TASK TO CARRY OUT:
Print this span of the material below exactly: the line with "use crate::dto::ActiveQuery;", the line with "Option<i64>, max_students: Option<u32>)", and every line between them, but nothing else.

┌──

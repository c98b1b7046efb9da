//! Course catalog

use axum::extract::State;
use cprhub_core::models::course_type::{CourseType, CreateCourseType, UpdateCourseType};
use cprhub_core::models::user::Role;
use cprhub_core::repository::CourseTypeRepository;
use uuid::Uuid;

use crate::dto::ActiveQuery;
use crate::envelope::{created, ok, ApiJson, ApiPath, ApiQuery, Created, Reply};
use crate::error::{ApiError, ApiResult};
use crate::extract::AuthUser;
use crate::state::AppState;

const MANAGERS: &[Role] = &[Role::Admin, Role::Sysadmin];

fn check(name: Option<&str>, price: Option<i64>, max_students: Option<u32>) -> ApiResult<()> {
    if name.is_some_and(|n| n.trim().is_empty()) {
        return Err(ApiError::validation("name must not be empty"));
    }
    if price.is_some_and(|p| p < 0) {
        return Err(ApiError::validation("price per student must not be negative"));
    }
    if max_students == Some(0) {
        return Err(ApiError::validation("max students must be at least 1"));
    }
    Ok(())
}

/// Active course types; managers may ask for inactive ones too.
pub async fn list(
    State(state): State<AppState>,
    user: AuthUser,
    ApiQuery(query): ApiQuery<ActiveQuery>,
) -> Reply<Vec<CourseType>> {
    let active_only = !(query.include_inactive && user.0.has_role(MANAGERS));
    ok(state.course_types.list(active_only).await?)
}

pub async fn create(
    State(state): State<AppState>,
    user: AuthUser,
    ApiJson(input): ApiJson<CreateCourseType>,
) -> Created<CourseType> {
    user.require(MANAGERS)?;
    check(
        Some(&input.name),
        Some(input.price_per_student_cents),
        Some(input.max_students),
    )?;
    created(state.course_types.create(input).await?)
}

pub async fn update(
    State(state): State<AppState>,
    user: AuthUser,
    ApiPath(id): ApiPath<Uuid>,
    ApiJson(input): ApiJson<UpdateCourseType>,
) -> Reply<CourseType> {
    user.require(MANAGERS)?;
    check(
        input.name.as_deref(),
        input.price_per_student_cents,
        input.max_students,
    )?;
    ok(state.course_types.update(id, input).await?)
}

/// Course types are deactivated, never removed; past bookings refer to them.
pub async fn deactivate(
    State(state): State<AppState>,
    user: AuthUser,
    ApiPath(id): ApiPath<Uuid>,
) -> Reply<CourseType> {
    user.require(MANAGERS)?;
    let input = UpdateCourseType {
        active: Some(false),
        ..Default::default()
    };
    ok(state.course_types.update(id, input).await?)
}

└──

YOUR SOLUTION:
use crate::dto::ActiveQuery;
use crate::envelope::{created, ok, ApiJson, ApiPath, ApiQuery, Created, Reply};
use crate::error::{ApiError, ApiResult};
use crate::extract::AuthUser;
use crate::state::AppState;

const MANAGERS: &[Role] = &[Role::Admin, Role::Sysadmin];

fn check(name: Option<&str>, price: Option<i64>, max_students: Option<u32>) -> ApiResult<()> {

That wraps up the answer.